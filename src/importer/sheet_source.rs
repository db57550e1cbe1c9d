// ==========================================
// Roster import - sheet sources
// ==========================================
// Workbook (.xlsx/.xlsm/.xlsb/.xls/.ods) via calamine
// CSV directory (<dir>/<sheet>.csv) via csv
// In-memory rows for tests and embedding
// ==========================================
// Rows carry spreadsheet row numbers (header = row 1);
// blank rows are dropped.
// ==========================================

use crate::config::{SourceConfig, SourceKind};
use crate::importer::error::{SourceError, SourceResult};
use crate::importer::row::{CellValue, SheetRow};
use calamine::{open_workbook_auto, Data, Reader, Sheets};
use csv::ReaderBuilder;
use std::collections::BTreeSet;
use std::fs::File;
use std::io::BufReader;
use std::path::{Path, PathBuf};
use tracing::debug;

const WORKBOOK_EXTENSIONS: [&str; 5] = ["xlsx", "xlsm", "xlsb", "xls", "ods"];

/// Per-sheet row reader
pub trait SheetSource {
    /// Human-readable location for logs and errors
    fn describe(&self) -> String;

    fn sheet_names(&self) -> SourceResult<Vec<String>>;

    /// Ordered, non-blank data rows of one sheet
    ///
    /// # Errors
    /// - `SheetMissing` when the sheet does not exist
    fn read_sheet(&mut self, name: &str) -> SourceResult<Vec<SheetRow>>;

    fn has_sheet(&self, name: &str) -> SourceResult<bool> {
        Ok(self.sheet_names()?.iter().any(|s| s == name))
    }

    /// Non-empty header cells of one sheet, in sheet order
    ///
    /// Sources without a header line report the columns seen in any row, sorted.
    fn sheet_headers(&mut self, name: &str) -> SourceResult<Vec<String>> {
        let rows = self.read_sheet(name)?;
        let headers: BTreeSet<String> = rows
            .iter()
            .flat_map(|row| row.columns().map(str::to_string))
            .collect();
        Ok(headers.into_iter().collect())
    }
}

/// Open the source described by the configuration
pub fn open_source(config: &SourceConfig) -> SourceResult<Box<dyn SheetSource>> {
    match config.kind {
        SourceKind::Workbook => Ok(Box::new(WorkbookSource::open(&config.path)?)),
        SourceKind::CsvDir => Ok(Box::new(CsvDirectorySource::open(&config.path)?)),
    }
}

// ==========================================
// WorkbookSource
// ==========================================
pub struct WorkbookSource {
    path: PathBuf,
    workbook: Sheets<BufReader<File>>,
}

impl WorkbookSource {
    pub fn open<P: AsRef<Path>>(path: P) -> SourceResult<Self> {
        let path = path.as_ref();
        if !path.exists() {
            return Err(SourceError::NotFound(path.to_path_buf()));
        }

        let ext = path
            .extension()
            .and_then(|e| e.to_str())
            .unwrap_or("")
            .to_lowercase();
        if !WORKBOOK_EXTENSIONS.contains(&ext.as_str()) {
            return Err(SourceError::UnsupportedFormat(ext));
        }

        let workbook = open_workbook_auto(path).map_err(|e| SourceError::Unreadable {
            path: path.to_path_buf(),
            message: e.to_string(),
        })?;
        debug!(path = %path.display(), "workbook opened");

        Ok(Self {
            path: path.to_path_buf(),
            workbook,
        })
    }
}

impl WorkbookSource {
    fn range(&mut self, name: &str) -> SourceResult<calamine::Range<Data>> {
        if !self.has_sheet(name)? {
            return Err(SourceError::SheetMissing {
                sheet: name.to_string(),
            });
        }
        Ok(self.workbook.worksheet_range(name)?)
    }
}

impl SheetSource for WorkbookSource {
    fn describe(&self) -> String {
        self.path.display().to_string()
    }

    fn sheet_names(&self) -> SourceResult<Vec<String>> {
        Ok(self.workbook.sheet_names())
    }

    fn sheet_headers(&mut self, name: &str) -> SourceResult<Vec<String>> {
        let range = self.range(name)?;
        let headers = range
            .rows()
            .next()
            .map(|header| header.iter().map(header_text).collect::<Vec<_>>())
            .unwrap_or_default();
        Ok(headers.into_iter().filter(|h| !h.is_empty()).collect())
    }

    fn read_sheet(&mut self, name: &str) -> SourceResult<Vec<SheetRow>> {
        let range = self.range(name)?;
        // ranges may start below row 1 when the top rows are empty
        let header_row_number = range.start().map(|(r, _)| r as usize + 1).unwrap_or(1);

        let mut rows = range.rows();
        let headers: Vec<String> = match rows.next() {
            Some(header) => header.iter().map(header_text).collect(),
            None => return Ok(Vec::new()),
        };

        let mut out = Vec::new();
        for (idx, data_row) in rows.enumerate() {
            let mut row = SheetRow::new(header_row_number + idx + 1);
            for (col_idx, cell) in data_row.iter().enumerate() {
                if let Some(header) = headers.get(col_idx) {
                    if !header.is_empty() {
                        row.insert(header.clone(), cell_value(cell));
                    }
                }
            }
            if !row.is_blank() {
                out.push(row);
            }
        }

        debug!(sheet = name, rows = out.len(), "sheet read");
        Ok(out)
    }
}

fn header_text(cell: &Data) -> String {
    cell.to_string().trim().to_string()
}

fn cell_value(cell: &Data) -> CellValue {
    match cell {
        Data::Empty | Data::Error(_) => CellValue::Empty,
        Data::String(s) => CellValue::Text(s.clone()),
        Data::Int(i) => CellValue::Int(*i),
        Data::Float(f) => CellValue::Float(*f),
        Data::Bool(b) => CellValue::Bool(*b),
        other => CellValue::Text(other.to_string()),
    }
}

// ==========================================
// CsvDirectorySource
// ==========================================
pub struct CsvDirectorySource {
    dir: PathBuf,
}

impl CsvDirectorySource {
    pub fn open<P: AsRef<Path>>(dir: P) -> SourceResult<Self> {
        let dir = dir.as_ref();
        if !dir.is_dir() {
            return Err(SourceError::NotFound(dir.to_path_buf()));
        }
        Ok(Self {
            dir: dir.to_path_buf(),
        })
    }

    fn sheet_path(&self, name: &str) -> PathBuf {
        self.dir.join(format!("{}.csv", name))
    }

    /// Reader positioned after the header line, plus the cleaned headers
    fn open_reader(&self, name: &str) -> SourceResult<(csv::Reader<File>, Vec<String>)> {
        let path = self.sheet_path(name);
        if !path.is_file() {
            return Err(SourceError::SheetMissing {
                sheet: name.to_string(),
            });
        }

        let file = File::open(&path).map_err(|e| SourceError::Unreadable {
            path: path.clone(),
            message: e.to_string(),
        })?;
        let mut reader = ReaderBuilder::new()
            .has_headers(true)
            .flexible(true)
            .from_reader(file);

        let headers: Vec<String> = reader
            .headers()?
            .iter()
            .map(|h| h.trim().trim_start_matches('\u{feff}').to_string())
            .collect();
        Ok((reader, headers))
    }
}

impl SheetSource for CsvDirectorySource {
    fn describe(&self) -> String {
        self.dir.display().to_string()
    }

    fn sheet_names(&self) -> SourceResult<Vec<String>> {
        let entries = std::fs::read_dir(&self.dir).map_err(|e| SourceError::Unreadable {
            path: self.dir.clone(),
            message: e.to_string(),
        })?;

        let mut names = Vec::new();
        for entry in entries.flatten() {
            let path = entry.path();
            let is_csv = path
                .extension()
                .and_then(|e| e.to_str())
                .map(|e| e.eq_ignore_ascii_case("csv"))
                .unwrap_or(false);
            if !is_csv {
                continue;
            }
            if let Some(stem) = path.file_stem().and_then(|s| s.to_str()) {
                names.push(stem.to_string());
            }
        }
        names.sort();
        Ok(names)
    }

    fn has_sheet(&self, name: &str) -> SourceResult<bool> {
        Ok(self.sheet_path(name).is_file())
    }

    fn sheet_headers(&mut self, name: &str) -> SourceResult<Vec<String>> {
        let (_, headers) = self.open_reader(name)?;
        Ok(headers.into_iter().filter(|h| !h.is_empty()).collect())
    }

    fn read_sheet(&mut self, name: &str) -> SourceResult<Vec<SheetRow>> {
        let (mut reader, headers) = self.open_reader(name)?;

        let mut out = Vec::new();
        for (idx, result) in reader.records().enumerate() {
            let record = result?;
            // the csv reader skips empty lines, so take the line from the record itself
            let row_number = record
                .position()
                .map(|p| p.line() as usize)
                .unwrap_or(idx + 2);

            let mut row = SheetRow::new(row_number);
            for (col_idx, value) in record.iter().enumerate() {
                if let Some(header) = headers.get(col_idx) {
                    if header.is_empty() {
                        continue;
                    }
                    let cell = if value.trim().is_empty() {
                        CellValue::Empty
                    } else {
                        CellValue::Text(value.to_string())
                    };
                    row.insert(header.clone(), cell);
                }
            }
            if !row.is_blank() {
                out.push(row);
            }
        }

        debug!(sheet = name, rows = out.len(), "csv sheet read");
        Ok(out)
    }
}

// ==========================================
// MemorySource
// ==========================================
#[derive(Debug, Clone, Default)]
pub struct MemorySource {
    sheets: Vec<(String, Vec<SheetRow>)>,
}

impl MemorySource {
    pub fn new() -> Self {
        Self::default()
    }

    /// Add (or replace) a sheet; blank rows are dropped
    pub fn with_sheet(mut self, name: impl Into<String>, rows: Vec<SheetRow>) -> Self {
        let name = name.into();
        let rows: Vec<SheetRow> = rows.into_iter().filter(|r| !r.is_blank()).collect();
        match self.sheets.iter_mut().find(|(n, _)| *n == name) {
            Some(slot) => slot.1 = rows,
            None => self.sheets.push((name, rows)),
        }
        self
    }
}

impl SheetSource for MemorySource {
    fn describe(&self) -> String {
        format!("<memory: {} sheets>", self.sheets.len())
    }

    fn sheet_names(&self) -> SourceResult<Vec<String>> {
        Ok(self.sheets.iter().map(|(n, _)| n.clone()).collect())
    }

    fn read_sheet(&mut self, name: &str) -> SourceResult<Vec<SheetRow>> {
        self.sheets
            .iter()
            .find(|(n, _)| n == name)
            .map(|(_, rows)| rows.clone())
            .ok_or_else(|| SourceError::SheetMissing {
                sheet: name.to_string(),
            })
    }
}
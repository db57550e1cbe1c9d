// ==========================================
// Roster import - domain types
// ==========================================
// Entity catalogue, dependency graph and area classification
// ==========================================

use serde::{Deserialize, Serialize};
use std::fmt;
use std::str::FromStr;

// ==========================================
// EntityKind
// ==========================================
// One variant per imported sheet / persisted table.
// Declaration order is the canonical import order.
#[derive(Debug, Clone, Copy, PartialEq, Eq, PartialOrd, Ord, Hash, Serialize, Deserialize)]
#[serde(rename_all = "snake_case")]
pub enum EntityKind {
    Leader,
    Coordinator,
    Group,
    Department,
    Province,
    Municipality,
    ElectoralSeat,
    PollingPlace,
    Operator,
    Notary,
    TallySheet,
    Account,
}

impl EntityKind {
    pub const ALL: [EntityKind; 12] = [
        EntityKind::Leader,
        EntityKind::Coordinator,
        EntityKind::Group,
        EntityKind::Department,
        EntityKind::Province,
        EntityKind::Municipality,
        EntityKind::ElectoralSeat,
        EntityKind::PollingPlace,
        EntityKind::Operator,
        EntityKind::Notary,
        EntityKind::TallySheet,
        EntityKind::Account,
    ];

    /// snake_case name used in configuration keys and reports
    pub fn key(self) -> &'static str {
        match self {
            EntityKind::Leader => "leader",
            EntityKind::Coordinator => "coordinator",
            EntityKind::Group => "group",
            EntityKind::Department => "department",
            EntityKind::Province => "province",
            EntityKind::Municipality => "municipality",
            EntityKind::ElectoralSeat => "electoral_seat",
            EntityKind::PollingPlace => "polling_place",
            EntityKind::Operator => "operator",
            EntityKind::Notary => "notary",
            EntityKind::TallySheet => "tally_sheet",
            EntityKind::Account => "account",
        }
    }

    /// Physical table name
    pub fn table_name(self) -> &'static str {
        match self {
            EntityKind::Leader => "leader",
            EntityKind::Coordinator => "coordinator",
            EntityKind::Group => "work_group",
            EntityKind::Department => "department",
            EntityKind::Province => "province",
            EntityKind::Municipality => "municipality",
            EntityKind::ElectoralSeat => "electoral_seat",
            EntityKind::PollingPlace => "polling_place",
            EntityKind::Operator => "operator",
            EntityKind::Notary => "notary",
            EntityKind::TallySheet => "tally_sheet",
            EntityKind::Account => "account",
        }
    }

    /// Default worksheet name in the source spreadsheet
    pub fn default_sheet_name(self) -> &'static str {
        match self {
            EntityKind::Leader => "Jefes",
            EntityKind::Coordinator => "Coordinadores",
            EntityKind::Group => "Grupos",
            EntityKind::Department => "Departamentos",
            EntityKind::Province => "Provincias",
            EntityKind::Municipality => "Municipios",
            EntityKind::ElectoralSeat => "Asientos_Electorales",
            EntityKind::PollingPlace => "Recintos",
            EntityKind::Operator => "Operadores",
            EntityKind::Notary => "Notarios",
            EntityKind::TallySheet => "Actas",
            EntityKind::Account => "Cuentas",
        }
    }

    /// Entities whose rows must be persisted before this one can resolve its parents
    pub fn depends_on(self) -> &'static [EntityKind] {
        match self {
            EntityKind::Leader | EntityKind::Department => &[],
            EntityKind::Coordinator => &[EntityKind::Leader],
            EntityKind::Group => &[EntityKind::Coordinator],
            EntityKind::Province => &[EntityKind::Department],
            EntityKind::Municipality => &[EntityKind::Province],
            EntityKind::ElectoralSeat => &[EntityKind::Municipality],
            // the optional scoped chain also reads departments/provinces/municipalities
            EntityKind::PollingPlace => &[EntityKind::ElectoralSeat],
            EntityKind::Operator => &[EntityKind::Group, EntityKind::PollingPlace],
            EntityKind::Notary => &[EntityKind::PollingPlace],
            EntityKind::TallySheet => &[EntityKind::PollingPlace],
            EntityKind::Account => &[EntityKind::Operator],
        }
    }
}

impl fmt::Display for EntityKind {
    fn fmt(&self, f: &mut fmt::Formatter<'_>) -> fmt::Result {
        f.write_str(self.table_name())
    }
}

impl FromStr for EntityKind {
    type Err = String;

    fn from_str(s: &str) -> Result<Self, Self::Err> {
        let key = s.trim();
        EntityKind::ALL
            .into_iter()
            .find(|kind| kind.key() == key)
            .ok_or_else(|| format!("unknown entity: {}", key))
    }
}

// ==========================================
// AreaType
// ==========================================
// Derived from the province-level `is_urban` flag.
#[derive(Debug, Clone, Copy, PartialEq, Eq, Hash, Serialize, Deserialize)]
#[serde(rename_all = "lowercase")]
pub enum AreaType {
    Urban,
    Rural,
}

impl AreaType {
    pub fn from_urban_flag(is_urban: bool) -> Self {
        if is_urban {
            AreaType::Urban
        } else {
            AreaType::Rural
        }
    }
}

impl fmt::Display for AreaType {
    fn fmt(&self, f: &mut fmt::Formatter<'_>) -> fmt::Result {
        match self {
            AreaType::Urban => write!(f, "urban"),
            AreaType::Rural => write!(f, "rural"),
        }
    }
}

impl FromStr for AreaType {
    type Err = String;

    fn from_str(s: &str) -> Result<Self, Self::Err> {
        match s.trim().to_lowercase().as_str() {
            "urban" => Ok(AreaType::Urban),
            "rural" => Ok(AreaType::Rural),
            other => Err(format!("unknown area type: {}", other)),
        }
    }
}

// ==========================================
// UpsertAction
// ==========================================
#[derive(Debug, Clone, Copy, PartialEq, Eq, Serialize, Deserialize)]
#[serde(rename_all = "lowercase")]
pub enum UpsertAction {
    Inserted,
    Updated,
}

impl fmt::Display for UpsertAction {
    fn fmt(&self, f: &mut fmt::Formatter<'_>) -> fmt::Result {
        match self {
            UpsertAction::Inserted => write!(f, "inserted"),
            UpsertAction::Updated => write!(f, "updated"),
        }
    }
}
------------------------------------------------------------------------
What is needed:
In the listing above, start at the line with "EntityKind::ALL", go on through the line with "Derived from the", and copy each of those lines exactly; leave out all the rest.

Response:
        EntityKind::ALL
            .into_iter()
            .find(|kind| kind.key() == key)
            .ok_or_else(|| format!("unknown entity: {}", key))
    }
}

// ==========================================
// AreaType
// ==========================================
// Derived from the province-level `is_urban` flag.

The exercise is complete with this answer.